Exercise instructions:
In the entries that follow, the line with "account_id, environment_id" opens the range and the line with "pub mod fixtures" closes it; repeat that range exactly, both lines included.

Records drawn from a dataset
╔══
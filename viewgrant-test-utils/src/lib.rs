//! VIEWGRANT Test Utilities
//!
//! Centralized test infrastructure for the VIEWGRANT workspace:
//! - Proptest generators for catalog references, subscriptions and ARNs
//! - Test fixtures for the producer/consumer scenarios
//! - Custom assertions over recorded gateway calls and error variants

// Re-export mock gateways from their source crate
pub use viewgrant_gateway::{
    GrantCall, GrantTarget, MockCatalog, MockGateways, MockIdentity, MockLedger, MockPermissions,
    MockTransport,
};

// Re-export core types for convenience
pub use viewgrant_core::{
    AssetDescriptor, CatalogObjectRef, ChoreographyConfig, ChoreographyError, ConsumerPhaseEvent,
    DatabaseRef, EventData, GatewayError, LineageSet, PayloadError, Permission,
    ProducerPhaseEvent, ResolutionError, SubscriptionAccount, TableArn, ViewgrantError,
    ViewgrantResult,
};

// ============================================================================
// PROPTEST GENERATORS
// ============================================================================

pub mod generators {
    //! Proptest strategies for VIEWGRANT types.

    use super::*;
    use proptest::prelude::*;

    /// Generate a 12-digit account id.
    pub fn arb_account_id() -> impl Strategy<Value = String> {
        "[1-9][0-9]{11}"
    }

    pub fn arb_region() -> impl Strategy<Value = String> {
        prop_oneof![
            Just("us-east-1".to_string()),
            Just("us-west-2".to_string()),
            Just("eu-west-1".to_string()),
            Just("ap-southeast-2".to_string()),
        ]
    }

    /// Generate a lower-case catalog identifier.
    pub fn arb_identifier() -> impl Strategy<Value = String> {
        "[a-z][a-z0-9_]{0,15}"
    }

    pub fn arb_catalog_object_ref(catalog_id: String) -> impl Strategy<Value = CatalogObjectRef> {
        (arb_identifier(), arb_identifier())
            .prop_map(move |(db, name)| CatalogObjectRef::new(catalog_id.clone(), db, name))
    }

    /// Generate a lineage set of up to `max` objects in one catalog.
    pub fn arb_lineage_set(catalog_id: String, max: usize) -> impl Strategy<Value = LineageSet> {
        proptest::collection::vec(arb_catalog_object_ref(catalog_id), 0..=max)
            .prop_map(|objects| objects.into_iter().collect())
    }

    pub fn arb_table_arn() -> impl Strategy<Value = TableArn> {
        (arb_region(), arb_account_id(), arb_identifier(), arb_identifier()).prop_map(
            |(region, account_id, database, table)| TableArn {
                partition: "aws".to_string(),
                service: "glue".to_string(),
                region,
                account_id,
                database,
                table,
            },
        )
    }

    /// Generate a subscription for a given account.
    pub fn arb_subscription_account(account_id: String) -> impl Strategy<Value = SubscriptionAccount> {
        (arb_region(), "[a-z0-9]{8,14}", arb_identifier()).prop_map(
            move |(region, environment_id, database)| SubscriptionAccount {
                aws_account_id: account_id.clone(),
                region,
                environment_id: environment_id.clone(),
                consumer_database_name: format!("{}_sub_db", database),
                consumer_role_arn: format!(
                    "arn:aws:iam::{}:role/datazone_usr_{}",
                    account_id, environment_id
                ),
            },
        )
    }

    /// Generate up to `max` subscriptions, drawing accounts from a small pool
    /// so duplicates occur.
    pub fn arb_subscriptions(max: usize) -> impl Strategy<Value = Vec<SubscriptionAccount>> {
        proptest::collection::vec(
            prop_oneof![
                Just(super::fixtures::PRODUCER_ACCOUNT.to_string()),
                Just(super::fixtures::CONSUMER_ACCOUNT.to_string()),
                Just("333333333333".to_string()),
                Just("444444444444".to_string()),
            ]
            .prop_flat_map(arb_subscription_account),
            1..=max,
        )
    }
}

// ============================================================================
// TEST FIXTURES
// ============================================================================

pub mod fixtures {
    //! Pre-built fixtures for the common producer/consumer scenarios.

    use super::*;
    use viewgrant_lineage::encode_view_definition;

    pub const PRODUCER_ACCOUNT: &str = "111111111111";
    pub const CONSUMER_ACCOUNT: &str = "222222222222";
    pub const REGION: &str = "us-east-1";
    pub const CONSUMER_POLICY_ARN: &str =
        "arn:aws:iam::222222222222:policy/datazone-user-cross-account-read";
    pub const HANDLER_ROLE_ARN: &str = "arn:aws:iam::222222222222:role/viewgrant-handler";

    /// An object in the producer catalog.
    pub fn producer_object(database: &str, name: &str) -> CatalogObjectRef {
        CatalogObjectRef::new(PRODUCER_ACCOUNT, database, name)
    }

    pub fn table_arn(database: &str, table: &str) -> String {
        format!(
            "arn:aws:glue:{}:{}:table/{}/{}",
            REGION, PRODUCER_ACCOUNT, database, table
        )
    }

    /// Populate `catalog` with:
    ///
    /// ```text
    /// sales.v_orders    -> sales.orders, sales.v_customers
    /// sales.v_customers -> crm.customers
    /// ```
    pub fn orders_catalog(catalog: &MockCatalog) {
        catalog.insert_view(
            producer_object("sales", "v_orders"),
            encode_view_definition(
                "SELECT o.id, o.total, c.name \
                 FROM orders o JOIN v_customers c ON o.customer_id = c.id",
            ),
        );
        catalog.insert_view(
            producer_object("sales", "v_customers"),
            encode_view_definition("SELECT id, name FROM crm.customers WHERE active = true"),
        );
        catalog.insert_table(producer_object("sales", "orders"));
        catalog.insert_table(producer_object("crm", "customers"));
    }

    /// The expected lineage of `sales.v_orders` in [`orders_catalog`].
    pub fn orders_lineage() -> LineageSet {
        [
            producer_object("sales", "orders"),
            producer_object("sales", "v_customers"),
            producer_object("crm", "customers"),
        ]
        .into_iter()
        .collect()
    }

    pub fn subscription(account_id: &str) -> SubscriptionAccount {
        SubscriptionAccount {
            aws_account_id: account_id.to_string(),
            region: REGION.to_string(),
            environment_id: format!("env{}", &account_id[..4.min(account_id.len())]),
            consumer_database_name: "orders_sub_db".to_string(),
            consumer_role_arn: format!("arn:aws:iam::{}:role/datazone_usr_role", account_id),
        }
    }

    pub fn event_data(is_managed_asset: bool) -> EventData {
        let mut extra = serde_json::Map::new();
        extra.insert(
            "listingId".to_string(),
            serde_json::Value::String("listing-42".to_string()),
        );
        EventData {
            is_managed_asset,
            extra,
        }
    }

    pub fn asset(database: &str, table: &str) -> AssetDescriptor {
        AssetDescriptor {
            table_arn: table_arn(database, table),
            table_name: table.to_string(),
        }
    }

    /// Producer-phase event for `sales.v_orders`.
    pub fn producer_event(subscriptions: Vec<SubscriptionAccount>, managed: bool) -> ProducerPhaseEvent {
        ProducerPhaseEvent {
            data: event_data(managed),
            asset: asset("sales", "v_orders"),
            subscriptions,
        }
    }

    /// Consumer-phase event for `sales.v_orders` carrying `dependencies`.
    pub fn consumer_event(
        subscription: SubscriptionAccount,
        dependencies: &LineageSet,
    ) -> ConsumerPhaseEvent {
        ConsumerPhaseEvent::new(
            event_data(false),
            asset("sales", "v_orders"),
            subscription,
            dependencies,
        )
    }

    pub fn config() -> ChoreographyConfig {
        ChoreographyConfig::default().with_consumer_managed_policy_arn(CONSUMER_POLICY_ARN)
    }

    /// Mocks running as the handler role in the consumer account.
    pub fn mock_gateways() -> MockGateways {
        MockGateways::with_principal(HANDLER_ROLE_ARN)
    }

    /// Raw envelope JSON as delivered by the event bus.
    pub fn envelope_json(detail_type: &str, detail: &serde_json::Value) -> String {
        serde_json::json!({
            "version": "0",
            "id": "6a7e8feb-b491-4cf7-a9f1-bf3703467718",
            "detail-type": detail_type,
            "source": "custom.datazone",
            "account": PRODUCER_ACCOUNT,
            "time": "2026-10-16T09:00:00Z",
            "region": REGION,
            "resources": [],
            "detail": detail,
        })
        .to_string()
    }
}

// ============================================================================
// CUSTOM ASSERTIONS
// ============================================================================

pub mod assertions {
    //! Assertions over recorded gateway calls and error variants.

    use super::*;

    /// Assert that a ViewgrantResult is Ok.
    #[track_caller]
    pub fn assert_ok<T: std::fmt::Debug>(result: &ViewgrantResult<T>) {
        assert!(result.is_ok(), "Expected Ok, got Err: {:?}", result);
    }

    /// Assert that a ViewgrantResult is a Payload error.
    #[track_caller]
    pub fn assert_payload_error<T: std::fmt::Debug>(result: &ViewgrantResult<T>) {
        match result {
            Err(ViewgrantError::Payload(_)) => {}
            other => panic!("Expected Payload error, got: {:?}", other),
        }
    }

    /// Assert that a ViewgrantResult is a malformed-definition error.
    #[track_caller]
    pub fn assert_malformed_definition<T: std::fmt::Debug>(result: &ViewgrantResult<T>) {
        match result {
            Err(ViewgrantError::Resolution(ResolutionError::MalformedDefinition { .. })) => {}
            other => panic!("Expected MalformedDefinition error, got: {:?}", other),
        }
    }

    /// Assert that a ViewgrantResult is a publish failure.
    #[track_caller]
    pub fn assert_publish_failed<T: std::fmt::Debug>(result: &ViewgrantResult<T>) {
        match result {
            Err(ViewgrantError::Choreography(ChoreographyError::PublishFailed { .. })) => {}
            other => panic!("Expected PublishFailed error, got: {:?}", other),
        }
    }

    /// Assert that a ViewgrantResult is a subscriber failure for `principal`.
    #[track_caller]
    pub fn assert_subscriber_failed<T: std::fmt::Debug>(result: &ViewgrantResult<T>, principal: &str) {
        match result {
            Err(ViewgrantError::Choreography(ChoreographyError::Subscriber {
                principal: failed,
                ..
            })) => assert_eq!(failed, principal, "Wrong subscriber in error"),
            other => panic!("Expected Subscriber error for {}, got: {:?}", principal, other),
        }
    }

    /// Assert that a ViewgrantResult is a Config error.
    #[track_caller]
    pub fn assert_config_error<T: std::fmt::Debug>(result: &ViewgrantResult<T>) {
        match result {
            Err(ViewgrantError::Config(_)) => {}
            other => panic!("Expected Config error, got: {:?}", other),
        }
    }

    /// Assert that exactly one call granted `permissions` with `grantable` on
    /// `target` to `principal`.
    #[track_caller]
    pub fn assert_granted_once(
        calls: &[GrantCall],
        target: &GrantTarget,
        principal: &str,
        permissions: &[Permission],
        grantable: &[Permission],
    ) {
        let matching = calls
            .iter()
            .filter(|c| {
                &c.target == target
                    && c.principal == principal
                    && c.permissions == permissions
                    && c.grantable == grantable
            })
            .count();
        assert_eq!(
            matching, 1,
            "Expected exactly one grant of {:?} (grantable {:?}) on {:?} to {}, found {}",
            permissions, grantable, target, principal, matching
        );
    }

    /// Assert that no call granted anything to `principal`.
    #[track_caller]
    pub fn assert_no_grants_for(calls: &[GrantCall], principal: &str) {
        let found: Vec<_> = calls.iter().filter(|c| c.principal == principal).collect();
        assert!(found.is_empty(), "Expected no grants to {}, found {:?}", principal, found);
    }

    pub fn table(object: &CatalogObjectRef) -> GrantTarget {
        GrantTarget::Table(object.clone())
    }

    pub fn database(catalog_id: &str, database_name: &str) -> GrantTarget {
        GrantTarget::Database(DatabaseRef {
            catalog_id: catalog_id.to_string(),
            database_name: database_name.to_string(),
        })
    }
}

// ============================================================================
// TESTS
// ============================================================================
╚══
╔══
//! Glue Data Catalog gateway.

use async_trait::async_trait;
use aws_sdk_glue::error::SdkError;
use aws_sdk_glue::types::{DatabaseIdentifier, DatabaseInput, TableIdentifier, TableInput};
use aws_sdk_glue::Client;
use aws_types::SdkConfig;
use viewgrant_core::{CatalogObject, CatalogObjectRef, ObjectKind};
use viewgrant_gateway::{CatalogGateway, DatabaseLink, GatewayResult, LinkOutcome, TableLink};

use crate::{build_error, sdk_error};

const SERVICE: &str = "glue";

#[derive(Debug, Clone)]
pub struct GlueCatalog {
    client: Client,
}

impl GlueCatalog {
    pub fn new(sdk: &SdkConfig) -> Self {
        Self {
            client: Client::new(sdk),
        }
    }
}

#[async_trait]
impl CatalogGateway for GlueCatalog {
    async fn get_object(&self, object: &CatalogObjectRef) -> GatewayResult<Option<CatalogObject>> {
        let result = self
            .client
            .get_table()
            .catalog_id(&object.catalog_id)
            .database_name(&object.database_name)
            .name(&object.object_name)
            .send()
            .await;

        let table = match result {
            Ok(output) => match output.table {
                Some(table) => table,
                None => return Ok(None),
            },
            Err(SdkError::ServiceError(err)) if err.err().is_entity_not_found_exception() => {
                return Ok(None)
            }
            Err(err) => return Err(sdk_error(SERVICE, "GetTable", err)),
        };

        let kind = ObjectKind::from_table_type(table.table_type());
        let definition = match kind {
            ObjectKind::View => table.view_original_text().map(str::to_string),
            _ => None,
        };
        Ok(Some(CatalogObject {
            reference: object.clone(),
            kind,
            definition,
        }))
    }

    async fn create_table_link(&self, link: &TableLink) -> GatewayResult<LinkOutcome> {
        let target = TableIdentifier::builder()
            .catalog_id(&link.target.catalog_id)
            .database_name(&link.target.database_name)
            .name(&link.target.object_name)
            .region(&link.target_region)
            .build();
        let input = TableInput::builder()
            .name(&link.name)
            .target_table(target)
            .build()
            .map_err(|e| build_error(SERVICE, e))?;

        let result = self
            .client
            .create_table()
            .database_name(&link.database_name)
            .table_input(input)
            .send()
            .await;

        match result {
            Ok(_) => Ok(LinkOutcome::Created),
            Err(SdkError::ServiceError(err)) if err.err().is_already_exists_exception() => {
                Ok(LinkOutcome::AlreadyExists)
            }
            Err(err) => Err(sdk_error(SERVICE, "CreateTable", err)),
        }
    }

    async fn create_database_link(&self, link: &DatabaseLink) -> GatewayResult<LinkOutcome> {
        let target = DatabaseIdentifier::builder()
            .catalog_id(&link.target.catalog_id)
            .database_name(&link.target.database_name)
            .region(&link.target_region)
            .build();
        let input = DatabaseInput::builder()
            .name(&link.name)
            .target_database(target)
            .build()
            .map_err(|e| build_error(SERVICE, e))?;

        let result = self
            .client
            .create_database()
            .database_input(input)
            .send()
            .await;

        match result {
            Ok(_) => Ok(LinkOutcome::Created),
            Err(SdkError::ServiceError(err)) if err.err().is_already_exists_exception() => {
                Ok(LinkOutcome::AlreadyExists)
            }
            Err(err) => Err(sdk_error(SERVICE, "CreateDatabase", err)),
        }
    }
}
╚══
Answer for this exercise:
                    account_id, environment_id
                ),
            },
        )
    }

    /// Generate up to `max` subscriptions, drawing accounts from a small pool
    /// so duplicates occur.
    pub fn arb_subscriptions(max: usize) -> impl Strategy<Value = Vec<SubscriptionAccount>> {
        proptest::collection::vec(
            prop_oneof![
                Just(super::fixtures::PRODUCER_ACCOUNT.to_string()),
                Just(super::fixtures::CONSUMER_ACCOUNT.to_string()),
                Just("333333333333".to_string()),
                Just("444444444444".to_string()),
            ]
            .prop_flat_map(arb_subscription_account),
            1..=max,
        )
    }
}

// ============================================================================
// TEST FIXTURES
// ============================================================================

pub mod fixtures {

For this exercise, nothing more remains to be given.